(What the exercise asks): Present each line of the entries below that holds the word "ModelUnavailable".

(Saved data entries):
-- Opening Marker --

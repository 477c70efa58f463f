//! Prediction pipeline.
//!
//! `PredictionService` is built once at startup and shared read-only by every
//! request handler. It owns the loaded model, or the reason it failed to load.
//!
//! Model calls run on tokio's blocking pool. A call that exceeds the timeout
//! is reported as failed, but its thread is not reclaimed until the model
//! returns: a model that hangs holds one blocking thread per timed-out request.

use crate::application::ml::{ModelFormat, ModelLoader, RegressionModel};
use crate::domain::errors::{ModelLoadError, PredictionError, ServiceError};
use crate::domain::ml::FeatureVector;
use crate::domain::prediction::{ConfidenceLevel, PredictionRequest, PredictionResponse};
use crate::domain::validation::RequestValidator;
use std::path::Path;
use std::sync::Arc;
use std::time::Duration;
use tracing::{debug, error, info, warn};

pub const DEFAULT_PREDICTION_TIMEOUT: Duration = Duration::from_secs(5);

#[derive(Clone)]
enum ModelState {
    Loaded(Arc<dyn RegressionModel>),
    Unavailable { reason: String },
}

/// Identity of the loaded model, for logs and the service descriptor
#[derive(Debug, Clone, PartialEq, serde::Serialize)]
pub struct ModelInfo {
    pub name: String,
    pub version: String,
}

#[derive(Clone)]
pub struct PredictionService {
    model: ModelState,
    timeout: Duration,
}

impl PredictionService {
    pub fn new(model: Arc<dyn RegressionModel>) -> Self {
        Self {
            model: ModelState::Loaded(model),
            timeout: DEFAULT_PREDICTION_TIMEOUT,
        }
    }

    /// A service whose every prediction fails with `ModelUnavailable`
    pub fn unavailable(reason: impl Into<String>) -> Self {
        Self {
            model: ModelState::Unavailable {
                reason: reason.into(),
            },
            timeout: DEFAULT_PREDICTION_TIMEOUT,
        }
    }

    pub fn from_load_result(result: Result<Arc<dyn RegressionModel>, ModelLoadError>) -> Self {
        match result {
            Ok(model) => {
                info!("Model ready: {} {}", model.name(), model.version());
                Self::new(model)
            }
            Err(e) => {
                error!("Error loading model: {}. Service will run degraded.", e);
                Self::unavailable(e.to_string())
            }
        }
    }

    /// Load the artifact and build the service. A load failure never aborts:
    /// the service comes up degraded instead.
    pub fn initialize(format: ModelFormat, path: &Path, timeout: Duration) -> Self {
        info!("Loading {} model from {:?}", format, path);
        Self::from_load_result(ModelLoader::load(format, path)).with_timeout(timeout)
    }

    pub fn with_timeout(mut self, timeout: Duration) -> Self {
        self.timeout = timeout;
        self
    }

    pub fn timeout(&self) -> Duration {
        self.timeout
    }

    pub fn is_model_loaded(&self) -> bool {
        matches!(self.model, ModelState::Loaded(_))
    }

    pub fn model_info(&self) -> Option<ModelInfo> {
        match &self.model {
            ModelState::Loaded(model) => Some(ModelInfo {
                name: model.name().to_string(),
                version: model.version().to_string(),
            }),
            ModelState::Unavailable { .. } => None,
        }
    }

    pub fn unavailable_reason(&self) -> Option<&str> {
        match &self.model {
            ModelState::Loaded(_) => None,
            ModelState::Unavailable { reason } => Some(reason),
        }
    }

    /// validate -> derive -> predict -> classify
    pub async fn predict(
        &self,
        request: &PredictionRequest,
    ) -> Result<PredictionResponse, ServiceError> {
        let validated = RequestValidator::validate(request)?;

        let model = match &self.model {
            ModelState::Loaded(model) => Arc::clone(model),
            ModelState::Unavailable { reason } => {
                return Err(ServiceError::ModelUnavailable {
                    reason: reason.clone(),
                });
            }
        };

        let features = FeatureVector::from_request(&validated);
        debug!("Derived features: {:?}", features.as_slice());

        let raw_prediction = self.run_model(model, features).await?;

        let confidence = ConfidenceLevel::classify(
            validated.total_expenditure(),
            validated.total_gdp_percentage(),
        );

        Ok(PredictionResponse::new(raw_prediction, confidence))
    }

    async fn run_model(
        &self,
        model: Arc<dyn RegressionModel>,
        features: FeatureVector,
    ) -> Result<f64, PredictionError> {
        let task = tokio::task::spawn_blocking(move || model.predict(&features));

        match tokio::time::timeout(self.timeout, task).await {
            Ok(Ok(result)) => result,
            Ok(Err(join_error)) => Err(PredictionError::Backend(format!(
                "prediction task failed: {}",
                join_error
            ))),
            Err(_) => {
                let timeout_ms = self.timeout.as_millis() as u64;
                warn!(
                    "Model call exceeded {}ms; its blocking thread stays busy until the model returns",
                    timeout_ms
                );
                Err(PredictionError::Timeout { timeout_ms })
            }
        }
    }
}
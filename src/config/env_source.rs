//! Variable lookup shared by the `*EnvConfig` loaders.
//!
//! Loaders take a lookup function rather than reading `std::env` directly so
//! tests can feed them a map.

use anyhow::{Context, Result};
use std::collections::HashMap;
use std::env;
use std::fmt::Display;
use std::str::FromStr;

pub type Lookup<'a> = &'a dyn Fn(&str) -> Option<String>;

/// Reads the process environment
pub fn process_env(key: &str) -> Option<String> {
    env::var(key).ok()
}

/// Lookup backed by a fixed map
pub fn from_map(vars: &HashMap<String, String>) -> impl Fn(&str) -> Option<String> + '_ {
    move |key| vars.get(key).cloned()
}

pub(crate) fn string_or(lookup: Lookup<'_>, key: &str, default: &str) -> String {
    lookup(key).unwrap_or_else(|| default.to_string())
}

pub(crate) fn parse_or<T>(lookup: Lookup<'_>, key: &str, default: T) -> Result<T>
where
    T: FromStr,
    T::Err: Display,
{
    match lookup(key) {
        Some(raw) => raw
            .trim()
            .parse::<T>()
            .map_err(|e| anyhow::anyhow!("{}", e))
            .context(format!("Failed to parse {}", key)),
        None => Ok(default),
    }
}

pub(crate) fn parse_bool(lookup: Lookup<'_>, key: &str, default: bool) -> bool {
    lookup(key)
        .and_then(|raw| raw.trim().parse::<bool>().ok())
        .unwrap_or(default)
}
use crate::domain::prediction::request::ValidatedRequest;

/// Ordered list of feature names.
/// This order MUST match exactly with the column order used when the model was trained.
/// Any change here is a breaking change for every model artifact.
pub const FEATURE_NAMES: &[&str] = &[
    "Government expenditure on primary education, US$ (millions)",
    "Government expenditure on secondary education, US$ (millions)",
    "Government expenditure on tertiary education, US$ (millions)",
    "Government expenditure on primary education as a percentage of GDP (%)",
    "Government expenditure on secondary education as a percentage of GDP (%)",
    "Government expenditure on tertiary education as a percentage of GDP (%)",
    "Year",
    "Total_education_expenditure",
    "Total_education_GDP_percentage",
    "Tertiary_primary_ratio",
];

pub const FEATURE_COUNT: usize = 10;

pub const YEAR_INDEX: usize = 6;
pub const TOTAL_EXPENDITURE_INDEX: usize = 7;
pub const TOTAL_GDP_INDEX: usize = 8;
pub const TERTIARY_PRIMARY_RATIO_INDEX: usize = 9;

/// Model input in training column order
#[derive(Debug, Clone, Copy, PartialEq)]
pub struct FeatureVector([f64; FEATURE_COUNT]);

impl FeatureVector {
    /// Derive the full feature vector from a validated request.
    pub fn from_request(request: &ValidatedRequest) -> Self {
        let primary_usd = request.primary_usd();
        let tertiary_usd = request.tertiary_usd();

        Self([
            primary_usd,
            request.secondary_usd(),
            tertiary_usd,
            request.primary_gdp(),
            request.secondary_gdp(),
            request.tertiary_gdp(),
            f64::from(request.year()),
            request.total_expenditure(),
            request.total_gdp_percentage(),
            tertiary_primary_ratio(tertiary_usd, primary_usd),
        ])
    }

    pub fn as_slice(&self) -> &[f64] {
        &self.0
    }

    pub fn values(&self) -> [f64; FEATURE_COUNT] {
        self.0
    }

    /// Single-precision copy for backends that take f32 tensors (ONNX).
    pub fn to_f32_vec(&self) -> Vec<f32> {
        self.0.iter().map(|v| *v as f32).collect()
    }

    pub fn len(&self) -> usize {
        FEATURE_COUNT
    }

    pub fn is_empty(&self) -> bool {
        false
    }
}

/// Tertiary spend relative to primary spend. The `+ 1` keeps the
/// denominator positive for primary_usd = 0 and must stay as-is: the
/// trained model saw exactly this transform.
pub fn tertiary_primary_ratio(tertiary_usd: f64, primary_usd: f64) -> f64 {
    tertiary_usd / (primary_usd + 1.0)
}

/// Check that an artifact's column names match the registry, in order.
/// Returns the first mismatching index with both names.
pub fn check_feature_order(names: &[String]) -> Result<(), (usize, String, String)> {
    for (index, expected) in FEATURE_NAMES.iter().enumerate() {
        match names.get(index) {
            Some(actual) if actual == expected => {}
            Some(actual) => return Err((index, expected.to_string(), actual.clone())),
            None => return Err((index, expected.to_string(), "<missing>".to_string())),
        }
    }
    if let Some(extra) = names.get(FEATURE_NAMES.len()) {
        return Err((FEATURE_NAMES.len(), "<end>".to_string(), extra.clone()));
    }
    Ok(())
}
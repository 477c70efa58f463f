pub mod feature_registry;

pub use feature_registry::{FEATURE_COUNT, FEATURE_NAMES, FeatureVector};
//! CORS configuration parsing from environment variables.
//!
//! Defaults to fully open (any origin, method and header). An explicit
//! origin list narrows it. Credentials require an explicit list.

use super::env_source::{Lookup, parse_bool, string_or};
use anyhow::{Result, bail};

#[derive(Debug, Clone, PartialEq, Eq)]
pub enum AllowedOrigins {
    Any,
    List(Vec<String>),
}

#[derive(Debug, Clone, PartialEq, Eq)]
pub struct CorsEnvConfig {
    pub allowed_origins: AllowedOrigins,
    pub allow_credentials: bool,
}

impl Default for CorsEnvConfig {
    fn default() -> Self {
        Self {
            allowed_origins: AllowedOrigins::Any,
            allow_credentials: false,
        }
    }
}

impl CorsEnvConfig {
    pub fn from_lookup(lookup: Lookup<'_>) -> Result<Self> {
        let origins_str = string_or(lookup, "CORS_ALLOWED_ORIGINS", "*");
        let allowed_origins = Self::parse_origins(&origins_str)?;
        let allow_credentials = parse_bool(lookup, "CORS_ALLOW_CREDENTIALS", false);

        if allow_credentials && allowed_origins == AllowedOrigins::Any {
            bail!("CORS_ALLOW_CREDENTIALS=true requires an explicit CORS_ALLOWED_ORIGINS list");
        }

        Ok(Self {
            allowed_origins,
            allow_credentials,
        })
    }

    fn parse_origins(raw: &str) -> Result<AllowedOrigins> {
        let trimmed = raw.trim();
        if trimmed == "*" {
            return Ok(AllowedOrigins::Any);
        }

        let origins: Vec<String> = trimmed
            .split(',')
            .map(|s| s.trim().to_string())
            .filter(|s| !s.is_empty())
            .collect();

        if origins.is_empty() {
            bail!("CORS_ALLOWED_ORIGINS is empty. Use '*' or a comma-separated list");
        }
        if origins.iter().any(|o| o == "*") {
            bail!("CORS_ALLOWED_ORIGINS cannot mix '*' with explicit origins");
        }
        Ok(AllowedOrigins::List(origins))
    }
}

-- Closing Marker --

(Solution for this exercise):
    /// A service whose every prediction fails with `ModelUnavailable`
                return Err(ServiceError::ModelUnavailable {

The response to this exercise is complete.